§ Activity
What follows is a listing. Write it all out exactly.

§ Data
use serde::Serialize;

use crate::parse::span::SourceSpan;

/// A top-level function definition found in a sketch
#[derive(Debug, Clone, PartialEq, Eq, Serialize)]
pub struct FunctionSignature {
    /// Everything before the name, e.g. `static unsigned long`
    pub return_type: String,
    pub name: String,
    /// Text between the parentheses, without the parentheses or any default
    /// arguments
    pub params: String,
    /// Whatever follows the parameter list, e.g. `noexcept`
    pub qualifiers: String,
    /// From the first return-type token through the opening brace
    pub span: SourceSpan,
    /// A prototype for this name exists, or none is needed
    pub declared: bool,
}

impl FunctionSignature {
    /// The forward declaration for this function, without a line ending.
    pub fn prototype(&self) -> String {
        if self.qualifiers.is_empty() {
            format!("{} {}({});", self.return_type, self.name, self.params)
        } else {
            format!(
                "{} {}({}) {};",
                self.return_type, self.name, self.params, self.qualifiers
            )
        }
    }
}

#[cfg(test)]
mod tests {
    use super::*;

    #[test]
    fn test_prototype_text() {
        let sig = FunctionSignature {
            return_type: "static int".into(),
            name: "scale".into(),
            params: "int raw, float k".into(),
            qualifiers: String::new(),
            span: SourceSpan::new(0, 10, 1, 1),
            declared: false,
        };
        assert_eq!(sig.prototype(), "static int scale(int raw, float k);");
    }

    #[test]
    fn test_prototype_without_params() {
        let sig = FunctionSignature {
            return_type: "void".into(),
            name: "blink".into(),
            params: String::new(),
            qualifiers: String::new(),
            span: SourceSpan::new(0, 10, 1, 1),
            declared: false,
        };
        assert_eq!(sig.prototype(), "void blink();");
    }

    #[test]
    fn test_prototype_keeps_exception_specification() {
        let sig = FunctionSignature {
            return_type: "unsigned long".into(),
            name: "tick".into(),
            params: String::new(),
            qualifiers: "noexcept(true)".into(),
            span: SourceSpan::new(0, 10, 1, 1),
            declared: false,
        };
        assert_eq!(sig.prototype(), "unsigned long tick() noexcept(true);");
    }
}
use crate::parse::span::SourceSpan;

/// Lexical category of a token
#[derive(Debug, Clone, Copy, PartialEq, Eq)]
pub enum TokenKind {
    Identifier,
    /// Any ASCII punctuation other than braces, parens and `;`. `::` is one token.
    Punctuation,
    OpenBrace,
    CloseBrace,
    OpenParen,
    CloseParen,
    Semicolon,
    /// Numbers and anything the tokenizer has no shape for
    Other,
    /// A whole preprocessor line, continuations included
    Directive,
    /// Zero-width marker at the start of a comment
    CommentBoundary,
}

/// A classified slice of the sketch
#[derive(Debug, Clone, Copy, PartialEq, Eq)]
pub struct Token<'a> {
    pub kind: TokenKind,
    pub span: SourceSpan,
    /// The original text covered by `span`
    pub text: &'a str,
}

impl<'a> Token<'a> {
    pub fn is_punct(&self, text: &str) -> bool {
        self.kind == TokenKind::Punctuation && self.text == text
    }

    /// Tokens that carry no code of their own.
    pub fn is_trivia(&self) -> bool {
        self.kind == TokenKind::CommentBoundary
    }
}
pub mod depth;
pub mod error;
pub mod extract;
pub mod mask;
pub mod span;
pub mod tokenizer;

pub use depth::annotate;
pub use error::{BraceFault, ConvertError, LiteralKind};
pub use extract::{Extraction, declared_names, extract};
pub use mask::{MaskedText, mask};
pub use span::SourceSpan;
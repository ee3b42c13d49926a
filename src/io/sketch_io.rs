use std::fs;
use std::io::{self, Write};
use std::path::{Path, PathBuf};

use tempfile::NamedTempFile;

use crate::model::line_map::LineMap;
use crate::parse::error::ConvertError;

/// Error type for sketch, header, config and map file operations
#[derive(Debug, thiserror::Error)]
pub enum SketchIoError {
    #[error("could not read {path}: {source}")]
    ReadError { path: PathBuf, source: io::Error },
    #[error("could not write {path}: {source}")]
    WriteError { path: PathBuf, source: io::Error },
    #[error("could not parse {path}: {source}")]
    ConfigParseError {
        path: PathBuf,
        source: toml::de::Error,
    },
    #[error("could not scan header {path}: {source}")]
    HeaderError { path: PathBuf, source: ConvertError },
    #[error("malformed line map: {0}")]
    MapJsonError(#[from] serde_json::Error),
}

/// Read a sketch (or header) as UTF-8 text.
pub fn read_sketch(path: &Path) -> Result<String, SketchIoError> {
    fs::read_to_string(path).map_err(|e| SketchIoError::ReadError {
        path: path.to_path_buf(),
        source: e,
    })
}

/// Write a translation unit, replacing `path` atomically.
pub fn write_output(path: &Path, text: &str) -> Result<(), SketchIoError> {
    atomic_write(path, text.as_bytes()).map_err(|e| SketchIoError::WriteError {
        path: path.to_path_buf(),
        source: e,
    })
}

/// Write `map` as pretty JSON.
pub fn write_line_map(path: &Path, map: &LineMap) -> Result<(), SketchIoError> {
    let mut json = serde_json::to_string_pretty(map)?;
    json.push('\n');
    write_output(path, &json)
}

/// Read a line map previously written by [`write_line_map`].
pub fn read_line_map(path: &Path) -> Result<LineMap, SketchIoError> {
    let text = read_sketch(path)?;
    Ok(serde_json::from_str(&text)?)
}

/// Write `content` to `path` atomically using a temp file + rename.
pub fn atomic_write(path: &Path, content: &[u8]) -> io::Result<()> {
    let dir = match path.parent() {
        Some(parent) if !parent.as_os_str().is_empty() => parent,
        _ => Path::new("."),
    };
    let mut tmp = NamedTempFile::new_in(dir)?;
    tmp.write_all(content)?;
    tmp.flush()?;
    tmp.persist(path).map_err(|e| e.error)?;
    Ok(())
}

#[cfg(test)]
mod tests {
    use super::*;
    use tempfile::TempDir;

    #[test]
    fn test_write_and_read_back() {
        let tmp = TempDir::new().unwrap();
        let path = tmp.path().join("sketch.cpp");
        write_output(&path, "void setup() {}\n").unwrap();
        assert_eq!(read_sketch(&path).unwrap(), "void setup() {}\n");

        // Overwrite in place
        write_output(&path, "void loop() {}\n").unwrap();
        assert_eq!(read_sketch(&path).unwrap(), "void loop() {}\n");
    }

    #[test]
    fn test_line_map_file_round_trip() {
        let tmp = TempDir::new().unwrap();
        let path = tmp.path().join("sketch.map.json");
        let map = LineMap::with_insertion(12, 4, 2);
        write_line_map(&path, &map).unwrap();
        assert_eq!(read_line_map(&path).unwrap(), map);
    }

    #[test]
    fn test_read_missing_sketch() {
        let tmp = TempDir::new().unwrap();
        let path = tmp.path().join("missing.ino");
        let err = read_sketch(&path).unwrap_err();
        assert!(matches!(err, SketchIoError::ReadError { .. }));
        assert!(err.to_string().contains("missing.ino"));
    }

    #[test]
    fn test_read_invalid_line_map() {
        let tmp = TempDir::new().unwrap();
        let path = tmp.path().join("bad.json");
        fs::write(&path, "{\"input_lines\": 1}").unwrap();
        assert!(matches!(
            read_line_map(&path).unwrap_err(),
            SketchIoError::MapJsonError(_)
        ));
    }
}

§ Your solution
use serde::Serialize;

use crate::parse::span::SourceSpan;

/// A top-level function definition found in a sketch
#[derive(Debug, Clone, PartialEq, Eq, Serialize)]
pub struct FunctionSignature {
    /// Everything before the name, e.g. `static unsigned long`
    pub return_type: String,
    pub name: String,
    /// Text between the parentheses, without the parentheses or any default
    /// arguments
    pub params: String,
    /// Whatever follows the parameter list, e.g. `noexcept`
    pub qualifiers: String,
    /// From the first return-type token through the opening brace
    pub span: SourceSpan,
    /// A prototype for this name exists, or none is needed
    pub declared: bool,
}

impl FunctionSignature {
    /// The forward declaration for this function, without a line ending.
    pub fn prototype(&self) -> String {
        if self.qualifiers.is_empty() {
            format!("{} {}({});", self.return_type, self.name, self.params)
        } else {
            format!(
                "{} {}({}) {};",
                self.return_type, self.name, self.params, self.qualifiers
            )
        }
    }
}

#[cfg(test)]
mod tests {
    use super::*;

    #[test]
    fn test_prototype_text() {
        let sig = FunctionSignature {
            return_type: "static int".into(),
            name: "scale".into(),
            params: "int raw, float k".into(),
            qualifiers: String::new(),
            span: SourceSpan::new(0, 10, 1, 1),
            declared: false,
        };
        assert_eq!(sig.prototype(), "static int scale(int raw, float k);");
    }

    #[test]
    fn test_prototype_without_params() {
        let sig = FunctionSignature {
            return_type: "void".into(),
            name: "blink".into(),
            params: String::new(),
            qualifiers: String::new(),
            span: SourceSpan::new(0, 10, 1, 1),
            declared: false,
        };
        assert_eq!(sig.prototype(), "void blink();");
    }

    #[test]
    fn test_prototype_keeps_exception_specification() {
        let sig = FunctionSignature {
            return_type: "unsigned long".into(),
            name: "tick".into(),
            params: String::new(),
            qualifiers: "noexcept(true)".into(),
            span: SourceSpan::new(0, 10, 1, 1),
            declared: false,
        };
        assert_eq!(sig.prototype(), "unsigned long tick() noexcept(true);");
    }
}
use crate::parse::span::SourceSpan;

/// Lexical category of a token
#[derive(Debug, Clone, Copy, PartialEq, Eq)]
pub enum TokenKind {
    Identifier,
    /// Any ASCII punctuation other than braces, parens and `;`. `::` is one token.
    Punctuation,
    OpenBrace,
    CloseBrace,
    OpenParen,
    CloseParen,
    Semicolon,
    /// Numbers and anything the tokenizer has no shape for
    Other,
    /// A whole preprocessor line, continuations included
    Directive,
    /// Zero-width marker at the start of a comment
    CommentBoundary,
}

/// A classified slice of the sketch
#[derive(Debug, Clone, Copy, PartialEq, Eq)]
pub struct Token<'a> {
    pub kind: TokenKind,
    pub span: SourceSpan,
    /// The original text covered by `span`
    pub text: &'a str,
}

impl<'a> Token<'a> {
    pub fn is_punct(&self, text: &str) -> bool {
        self.kind == TokenKind::Punctuation && self.text == text
    }

    /// Tokens that carry no code of their own.
    pub fn is_trivia(&self) -> bool {
        self.kind == TokenKind::CommentBoundary
    }
}
pub mod depth;
pub mod error;
pub mod extract;
pub mod mask;
pub mod span;
pub mod tokenizer;

pub use depth::annotate;
pub use error::{BraceFault, ConvertError, LiteralKind};
pub use extract::{Extraction, declared_names, extract};
pub use mask::{MaskedText, mask};
pub use span::SourceSpan;
repository ee3b42c13d49926a
filename src/io/sketch_io.rs
use std::fs;
use std::io::{self, Write};
use std::path::{Path, PathBuf};

use tempfile::NamedTempFile;

use crate::model::line_map::LineMap;
use crate::parse::error::ConvertError;

/// Error type for sketch, header, config and map file operations
#[derive(Debug, thiserror::Error)]
pub enum SketchIoError {
    #[error("could not read {path}: {source}")]
    ReadError { path: PathBuf, source: io::Error },
    #[error("could not write {path}: {source}")]
    WriteError { path: PathBuf, source: io::Error },
    #[error("could not parse {path}: {source}")]
    ConfigParseError {
        path: PathBuf,
        source: toml::de::Error,
    },
    #[error("could not scan header {path}: {source}")]
    HeaderError { path: PathBuf, source: ConvertError },
    #[error("malformed line map: {0}")]
    MapJsonError(#[from] serde_json::Error),
}

/// Read a sketch (or header) as UTF-8 text.
pub fn read_sketch(path: &Path) -> Result<String, SketchIoError> {
    fs::read_to_string(path).map_err(|e| SketchIoError::ReadError {
        path: path.to_path_buf(),
        source: e,
    })
}

/// Write a translation unit, replacing `path` atomically.
pub fn write_output(path: &Path, text: &str) -> Result<(), SketchIoError> {
    atomic_write(path, text.as_bytes()).map_err(|e| SketchIoError::WriteError {
        path: path.to_path_buf(),
        source: e,
    })
}

/// Write `map` as pretty JSON.
pub fn write_line_map(path: &Path, map: &LineMap) -> Result<(), SketchIoError> {
    let mut json = serde_json::to_string_pretty(map)?;
    json.push('\n');
    write_output(path, &json)
}

/// Read a line map previously written by [`write_line_map`].
pub fn read_line_map(path: &Path) -> Result<LineMap, SketchIoError> {
    let text = read_sketch(path)?;
    Ok(serde_json::from_str(&text)?)
}

/// Write `content` to `path` atomically using a temp file + rename.
pub fn atomic_write(path: &Path, content: &[u8]) -> io::Result<()> {
    let dir = match path.parent() {
        Some(parent) if !parent.as_os_str().is_empty() => parent,
        _ => Path::new("."),
    };
    let mut tmp = NamedTempFile::new_in(dir)?;
    tmp.write_all(content)?;
    tmp.flush()?;
    tmp.persist(path).map_err(|e| e.error)?;
    Ok(())
}

#[cfg(test)]
mod tests {
    use super::*;
    use tempfile::TempDir;

    #[test]
    fn test_write_and_read_back() {
        let tmp = TempDir::new().unwrap();
        let path = tmp.path().join("sketch.cpp");
        write_output(&path, "void setup() {}\n").unwrap();
        assert_eq!(read_sketch(&path).unwrap(), "void setup() {}\n");

        // Overwrite in place
        write_output(&path, "void loop() {}\n").unwrap();
        assert_eq!(read_sketch(&path).unwrap(), "void loop() {}\n");
    }

    #[test]
    fn test_line_map_file_round_trip() {
        let tmp = TempDir::new().unwrap();
        let path = tmp.path().join("sketch.map.json");
        let map = LineMap::with_insertion(12, 4, 2);
        write_line_map(&path, &map).unwrap();
        assert_eq!(read_line_map(&path).unwrap(), map);
    }

    #[test]
    fn test_read_missing_sketch() {
        let tmp = TempDir::new().unwrap();
        let path = tmp.path().join("missing.ino");
        let err = read_sketch(&path).unwrap_err();
        assert!(matches!(err, SketchIoError::ReadError { .. }));
        assert!(err.to_string().contains("missing.ino"));
    }

    #[test]
    fn test_read_invalid_line_map() {
        let tmp = TempDir::new().unwrap();
        let path = tmp.path().join("bad.json");
        fs::write(&path, "{\"input_lines\": 1}").unwrap();
        assert!(matches!(
            read_line_map(&path).unwrap_err(),
            SketchIoError::MapJsonError(_)
        ));
    }
}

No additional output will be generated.